The video recording is available above. Moreover, you can also browse the slides below.
Space applications capture a lot of attention lately. In the past, space exploration was limited to national space agencies but now also commercial companies are getting onboard.
Like any smart device on earth, devices sent beyond the 80 km limit all include a lot of electronics.
It is important to understand that it is not straightforward to send conventional electronics into or beyond orbit. IC designers need to consider the harsh environment.
There are 4 key issues that influence the ESD design process:
- Need for low power solutions
- Extended temperature range
- Radiation hard requirements
- Cold-spare interfaces
Low power requirements
Frequently space applications need to harvest energy from the sun with solar panels. The engineers also have to consider that the solar panels are not always active. When the device is far away from the sun or in the shadow of a planet or moon, a battery takes over.
It is clear that this limits the total available energy for the electronic circuits. IC designers use low-power designs and rely on techniques to shut-down parts of the circuit when these are not relevant.
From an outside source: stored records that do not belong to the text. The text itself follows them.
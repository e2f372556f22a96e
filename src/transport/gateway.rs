//! Serial line gateway
//!
//! Owns the reader thread that pulls bytes from the shared transport, frames
//! them into lines and hands each line to a callback. Writers lock the same
//! transport between reads, so the read lock is held only for one poll.

use super::SharedTransport;
use crate::error::{Error, Result};
use std::sync::atomic::{AtomicBool, Ordering};
use std::sync::Arc;
use std::thread::{self, JoinHandle};
use std::time::Duration;

/// Longest line kept; anything longer is line noise and is dropped
pub const MAX_LINE_LENGTH: usize = 1024;

const READ_CHUNK: usize = 256;
const IDLE_SLEEP_MS: u64 = 2;
const ERROR_BACKOFF_MS: u64 = 100;

/// Splits a byte stream into `\n` terminated lines
#[derive(Debug, Default)]
pub struct LineFramer {
    buffer: Vec<u8>,
    discarding: bool,
}

impl LineFramer {
    pub fn new() -> Self {
        Self::default()
    }

    /// Feed bytes, returning every line completed by them
    ///
    /// A trailing `\r` is stripped. Invalid UTF-8 is replaced rather than
    /// rejected; the parser downstream decides what the line means.
    pub fn push(&mut self, data: &[u8]) -> Vec<String> {
        let mut lines = Vec::new();

        for &byte in data {
            if byte == b'\n' {
                if self.discarding {
                    self.discarding = false;
                } else {
                    if self.buffer.last() == Some(&b'\r') {
                        self.buffer.pop();
                    }
                    lines.push(String::from_utf8_lossy(&self.buffer).into_owned());
                }
                self.buffer.clear();
                continue;
            }

            if self.discarding {
                continue;
            }

            self.buffer.push(byte);
            if self.buffer.len() > MAX_LINE_LENGTH {
                log::warn!(
                    "Dropping serial line longer than {} bytes",
                    MAX_LINE_LENGTH
                );
                self.buffer.clear();
                self.discarding = true;
            }
        }

        lines
    }

    /// Bytes of the line still being assembled
    pub fn pending(&self) -> usize {
        self.buffer.len()
    }
}

/// Reader thread bridging the transport to a line callback
pub struct SerialGateway {
    transport: SharedTransport,
    shutdown: Arc<AtomicBool>,
    reader_handle: Option<JoinHandle<()>>,
}

impl SerialGateway {
    pub fn new(transport: SharedTransport) -> Self {
        Self {
            transport,
            shutdown: Arc::new(AtomicBool::new(false)),
            reader_handle: None,
        }
    }

    pub fn is_running(&self) -> bool {
        self.reader_handle.is_some()
    }

    /// Spawn the reader thread
    pub fn start<F>(&mut self, on_line: F) -> Result<()>
    where
        F: Fn(&str) + Send + 'static,
    {
        if self.reader_handle.is_some() {
            return Err(Error::Other("Serial gateway already running".to_string()));
        }

        self.shutdown.store(false, Ordering::Relaxed);
        let transport = Arc::clone(&self.transport);
        let shutdown = Arc::clone(&self.shutdown);

        self.reader_handle = Some(
            thread::Builder::new()
                .name("serial-reader".to_string())
                .spawn(move || reader_loop(transport, shutdown, on_line))
                .map_err(|e| Error::Other(format!("Failed to spawn reader thread: {}", e)))?,
        );

        log::info!("Serial gateway started");
        Ok(())
    }

    /// Stop the reader thread and flush the transport
    pub fn stop(&mut self) -> Result<()> {
        let Some(handle) = self.reader_handle.take() else {
            return Ok(());
        };

        log::info!("Stopping serial gateway...");
        self.shutdown.store(true, Ordering::Relaxed);
        handle.join().map_err(|_| Error::ThreadPanic)?;

        self.transport.lock().flush()?;
        log::info!("Serial gateway stopped");
        Ok(())
    }
}

impl Drop for SerialGateway {
    fn drop(&mut self) {
        if let Err(e) = self.stop() {
            log::error!("Serial gateway stop failed: {}", e);
        }
    }
}

fn reader_loop<F>(transport: SharedTransport, shutdown: Arc<AtomicBool>, on_line: F)
where
    F: Fn(&str),
{
    let mut framer = LineFramer::new();
    let mut buffer = [0u8; READ_CHUNK];

    log::debug!("Serial reader thread running");

    while !shutdown.load(Ordering::Relaxed) {
        // Guard dropped before dispatch: the callback writes to the same transport
        let read = transport.lock().read(&mut buffer);

        match read {
            Ok(0) => thread::sleep(Duration::from_millis(IDLE_SLEEP_MS)),
            Ok(n) => {
                for line in framer.push(&buffer[..n]) {
                    on_line(&line);
                }
            }
            Err(e) => {
                log::error!("Serial read error: {}", e);
                thread::sleep(Duration::from_millis(ERROR_BACKOFF_MS));
            }
        }
    }

    log::debug!("Serial reader thread exiting");
}

#[cfg(test)]
mod tests {
    use super::*;
    use crate::transport::{shared, MockTransport};
    use parking_lot::Mutex;
    use std::time::Instant;

    #[test]
    fn test_framer_splits_lines() {
        let mut framer = LineFramer::new();
        assert!(framer.push(b"s\tArlo").is_empty());
        assert_eq!(framer.pending(), 6);

        let lines = framer.push(b" ready\r\ni\tinit\n\n");
        assert_eq!(lines, vec!["s\tArlo ready", "i\tinit", ""]);
        assert_eq!(framer.pending(), 0);
    }

    #[test]
    fn test_framer_drops_long_lines() {
        let mut framer = LineFramer::new();
        let noise = vec![b'x'; MAX_LINE_LENGTH + 10];

        assert!(framer.push(&noise).is_empty());
        assert_eq!(framer.pending(), 0);

        // The rest of the long line is discarded up to its terminator
        let lines = framer.push(b"yyy\ns\tok\n");
        assert_eq!(lines, vec!["s\tok"]);
    }

    #[test]
    fn test_framer_keeps_line_at_limit() {
        let mut framer = LineFramer::new();
        let mut data = vec![b'a'; MAX_LINE_LENGTH];
        data.push(b'\n');

        let lines = framer.push(&data);
        assert_eq!(lines.len(), 1);
        assert_eq!(lines[0].len(), MAX_LINE_LENGTH);
    }

    #[test]
    fn test_gateway_delivers_lines() {
        let mock = MockTransport::new();
        mock.inject_read(b"s\tfirst\ns\tsecond\n");

        let received = Arc::new(Mutex::new(Vec::new()));
        let sink = Arc::clone(&received);

        let mut gateway = SerialGateway::new(shared(mock.clone()));
        gateway
            .start(move |line| sink.lock().push(line.to_string()))
            .unwrap();
        assert!(gateway.is_running());
        assert!(gateway.start(|_| {}).is_err());

        let deadline = Instant::now() + Duration::from_secs(2);
        while received.lock().len() < 2 && Instant::now() < deadline {
            thread::sleep(Duration::from_millis(5));
        }

        gateway.stop().unwrap();
        assert!(!gateway.is_running());
        assert_eq!(*received.lock(), vec!["s\tfirst", "s\tsecond"]);
    }

    #[test]
    fn test_stop_without_start() {
        let mut gateway = SerialGateway::new(shared(MockTransport::new()));
        assert!(gateway.stop().is_ok());
    }
}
In large logic chips the leakage of the I/O cells is only a small fraction of the total IC leakage but any improvement should be investigated.
If you think about satellites orbiting the earth, it is easy to see that there is a big temperature difference between when the satellite is in the shadow of the earth and when it is in direct sunlight. A difference between cold/hot can be 300°C or more. The temperature fluctuations are causing issues for chip packages. The electronic circuits inside the package must be able to handle this large temperature range too. ESD devices typically have a much higher leakage at high temperature. Another reason why IC designers should select low-leakage ESD concepts.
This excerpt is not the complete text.